#### Supplied material
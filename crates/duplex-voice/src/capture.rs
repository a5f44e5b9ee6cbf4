//! Microphone and camera capture using CPAL.
//!
//! Hardware streams run on their own threads (cpal `Stream` is `!Send` on
//! some platforms). Frames fan out through `tokio::sync::broadcast`: capture
//! never waits on a consumer, and a consumer that falls behind loses its
//! oldest frames instead of stalling the microphone.

use crate::config::CaptureConstraints;
use crate::error::{SessionError, SessionResult};
use cpal::traits::{DeviceTrait, HostTrait, StreamTrait};
use std::sync::mpsc as std_mpsc;
use std::sync::Arc;
use std::thread::{self, JoinHandle};
use std::time::Instant;
use tokio::sync::broadcast;
use tracing::{debug, error, info, warn};

/// Fixed-size block of mono samples at the uplink rate.
#[derive(Debug, Clone)]
pub struct AudioFrame {
    /// f32, normalized to -1.0..1.0
    pub samples: Arc<[f32]>,
    pub sample_rate: u32,
    pub captured_at: Instant,
}

impl AudioFrame {
    pub fn new(samples: Vec<f32>, sample_rate: u32) -> Self {
        Self {
            samples: samples.into(),
            sample_rate,
            captured_at: Instant::now(),
        }
    }

    /// Root-mean-square energy of the block.
    pub fn rms(&self) -> f32 {
        rms(&self.samples)
    }
}

pub fn rms(samples: &[f32]) -> f32 {
    if samples.is_empty() {
        return 0.0;
    }
    let sum: f32 = samples.iter().map(|s| s * s).sum();
    (sum / samples.len() as f32).sqrt()
}

/// A raw RGB8 camera frame.
#[derive(Debug, Clone)]
pub struct VideoSnapshot {
    pub width: u32,
    pub height: u32,
    /// Row-major RGB8, `width * height * 3` bytes when well-formed.
    pub rgb: Arc<Vec<u8>>,
    pub captured_at: Instant,
}

impl VideoSnapshot {
    pub fn from_image(image: image::RgbImage) -> Self {
        let (width, height) = image.dimensions();
        Self {
            width,
            height,
            rgb: Arc::new(image.into_raw()),
            captured_at: Instant::now(),
        }
    }
}

/// Receives interleaved device samples and publishes fixed uplink frames.
///
/// Down-mixes to mono and resamples (nearest lower sample) to the uplink rate.
pub struct FrameSink {
    tx: broadcast::Sender<AudioFrame>,
    block_size: usize,
    target_rate: u32,
    channels: usize,
    step: f64,
    pos: f64,
    pending: Vec<f32>,
}

impl FrameSink {
    fn new(tx: broadcast::Sender<AudioFrame>, constraints: &CaptureConstraints) -> Self {
        Self {
            tx,
            block_size: constraints.block_size,
            target_rate: constraints.sample_rate,
            channels: 1,
            step: 1.0,
            pos: 0.0,
            pending: Vec::with_capacity(constraints.block_size),
        }
    }

    /// Declare the device format. Must be called before pushing samples.
    pub fn set_source_format(&mut self, channels: u16, sample_rate: u32) {
        self.channels = channels.max(1) as usize;
        self.step = sample_rate.max(1) as f64 / self.target_rate as f64;
        self.pos = 0.0;
    }

    pub fn push_interleaved(&mut self, data: &[f32]) {
        let channels = self.channels;
        let frames = data.len() / channels;
        while self.pos < frames as f64 {
            let idx = self.pos as usize * channels;
            let sample = if channels == 1 {
                data[idx]
            } else {
                data[idx..idx + channels].iter().sum::<f32>() / channels as f32
            };
            self.pending.push(sample);
            if self.pending.len() >= self.block_size {
                let block = std::mem::replace(&mut self.pending, Vec::with_capacity(self.block_size));
                // No subscribers is fine; the frame is simply not observed.
                let _ = self.tx.send(AudioFrame::new(block, self.target_rate));
            }
            self.pos += self.step;
        }
        self.pos -= frames as f64;
    }

    pub fn push_interleaved_i16(&mut self, data: &[i16]) {
        let converted: Vec<f32> = data.iter().map(|&s| s as f32 / 32768.0).collect();
        self.push_interleaved(&converted);
    }
}

/// A running hardware stream. Dropping it must also stop it.
pub trait DeviceStream: Send {
    fn stop(&mut self);
}

/// Something that can produce a camera frame on demand.
pub trait VideoSource: Send {
    fn grab(&mut self) -> SessionResult<image::RgbImage>;
}

/// Opens capture hardware.
pub trait CaptureBackend: Send + Sync {
    fn open_microphone(
        &self,
        constraints: &CaptureConstraints,
        sink: FrameSink,
    ) -> SessionResult<Box<dyn DeviceStream>>;

    fn open_camera(&self, constraints: &CaptureConstraints) -> SessionResult<Box<dyn VideoSource>>;
}

pub type CameraFactory =
    Arc<dyn Fn(&CaptureConstraints) -> SessionResult<Box<dyn VideoSource>> + Send + Sync>;

/// Microphone through CPAL; camera through an injected factory.
#[derive(Default, Clone)]
pub struct CpalCaptureBackend {
    camera: Option<CameraFactory>,
}

impl CpalCaptureBackend {
    pub fn new() -> Self {
        Self::default()
    }

    pub fn with_camera(mut self, factory: CameraFactory) -> Self {
        self.camera = Some(factory);
        self
    }

    /// List available input devices
    pub fn list_input_devices() -> SessionResult<Vec<String>> {
        let host = cpal::default_host();
        let devices = host.input_devices()?;
        Ok(devices.filter_map(|d| d.name().ok()).collect())
    }
}

impl CaptureBackend for CpalCaptureBackend {
    fn open_microphone(
        &self,
        constraints: &CaptureConstraints,
        sink: FrameSink,
    ) -> SessionResult<Box<dyn DeviceStream>> {
        let wanted = constraints.input_device.clone();
        let (ready_tx, ready_rx) = std_mpsc::channel::<SessionResult<()>>();
        let (stop_tx, stop_rx) = std_mpsc::channel::<()>();

        let thread = thread::Builder::new()
            .name("duplex-mic".to_string())
            .spawn(move || {
                let stream = match build_input_stream(wanted.as_deref(), sink) {
                    Ok(s) => s,
                    Err(e) => {
                        let _ = ready_tx.send(Err(e));
                        return;
                    }
                };
                let _ = ready_tx.send(Ok(()));
                // Park until stop or until the handle is dropped.
                let _ = stop_rx.recv();
                drop(stream);
                debug!("Microphone stream dropped");
            })?;

        match ready_rx.recv() {
            Ok(Ok(())) => Ok(Box::new(CpalMicStream {
                stop_tx: Some(stop_tx),
                thread: Some(thread),
            })),
            Ok(Err(e)) => {
                let _ = thread.join();
                Err(e)
            }
            Err(_) => Err(SessionError::DeviceNotFound(
                "microphone thread exited before the stream started".to_string(),
            )),
        }
    }

    fn open_camera(&self, constraints: &CaptureConstraints) -> SessionResult<Box<dyn VideoSource>> {
        match &self.camera {
            Some(factory) => factory(constraints),
            None => Err(SessionError::DeviceNotFound("no camera source configured".to_string())),
        }
    }
}

fn build_input_stream(wanted: Option<&str>, mut sink: FrameSink) -> SessionResult<cpal::Stream> {
    let host = cpal::default_host();
    let device = match wanted {
        Some(name) => host
            .input_devices()?
            .find(|d| d.name().map(|n| n == name).unwrap_or(false))
            .ok_or_else(|| SessionError::DeviceNotFound(format!("input device '{}'", name)))?,
        None => host
            .default_input_device()
            .ok_or_else(|| SessionError::DeviceNotFound("No input device available".to_string()))?,
    };
    info!("🎤 Using input device: {}", device.name().unwrap_or_else(|_| "Unknown".to_string()));

    let supported = device.default_input_config()?;
    let sample_format = supported.sample_format();
    let config = supported.config();
    sink.set_source_format(config.channels, config.sample_rate.0);
    info!(
        "🔧 Capture format: {:?}, {} Hz, {} ch",
        sample_format, config.sample_rate.0, config.channels
    );

    let err_fn = |err: cpal::StreamError| warn!("Audio stream error: {}", err);
    let stream = match sample_format {
        cpal::SampleFormat::F32 => device.build_input_stream(
            &config,
            move |data: &[f32], _: &cpal::InputCallbackInfo| sink.push_interleaved(data),
            err_fn,
            None,
        )?,
        cpal::SampleFormat::I16 => device.build_input_stream(
            &config,
            move |data: &[i16], _: &cpal::InputCallbackInfo| sink.push_interleaved_i16(data),
            err_fn,
            None,
        )?,
        other => {
            return Err(SessionError::DeviceNotFound(format!(
                "unsupported input sample format {:?}",
                other
            )))
        }
    };
    stream.play()?;
    info!("✅ Audio capture started");
    Ok(stream)
}

struct CpalMicStream {
    stop_tx: Option<std_mpsc::Sender<()>>,
    thread: Option<JoinHandle<()>>,
}

impl DeviceStream for CpalMicStream {
    fn stop(&mut self) {
        if let Some(tx) = self.stop_tx.take() {
            let _ = tx.send(());
        }
        if let Some(thread) = self.thread.take() {
            if thread.join().is_err() {
                error!("Microphone thread panicked");
            }
        }
    }
}

impl Drop for CpalMicStream {
    fn drop(&mut self) {
        self.stop();
    }
}

/// Samples a `VideoSource` at a fixed interval on its own thread.
struct SnapshotWorker {
    stop_tx: Option<std_mpsc::Sender<()>>,
    thread: Option<JoinHandle<()>>,
}

impl SnapshotWorker {
    fn spawn(
        mut source: Box<dyn VideoSource>,
        interval: std::time::Duration,
        tx: broadcast::Sender<VideoSnapshot>,
    ) -> SessionResult<Self> {
        let (stop_tx, stop_rx) = std_mpsc::channel::<()>();
        let thread = thread::Builder::new()
            .name("duplex-camera".to_string())
            .spawn(move || loop {
                match stop_rx.recv_timeout(interval) {
                    Err(std_mpsc::RecvTimeoutError::Timeout) => {}
                    _ => break,
                }
                match source.grab() {
                    Ok(image) => {
                        let _ = tx.send(VideoSnapshot::from_image(image));
                    }
                    Err(e) => warn!("Camera snapshot failed: {}", e),
                }
            })?;
        Ok(Self {
            stop_tx: Some(stop_tx),
            thread: Some(thread),
        })
    }

    fn stop(&mut self) {
        if let Some(tx) = self.stop_tx.take() {
            let _ = tx.send(());
        }
        if let Some(thread) = self.thread.take() {
            let _ = thread.join();
        }
    }
}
########
▸ What this task involves
What is the number of lines in the records that include "dropped"? Answer with that number alone.

▸ Result for this task
2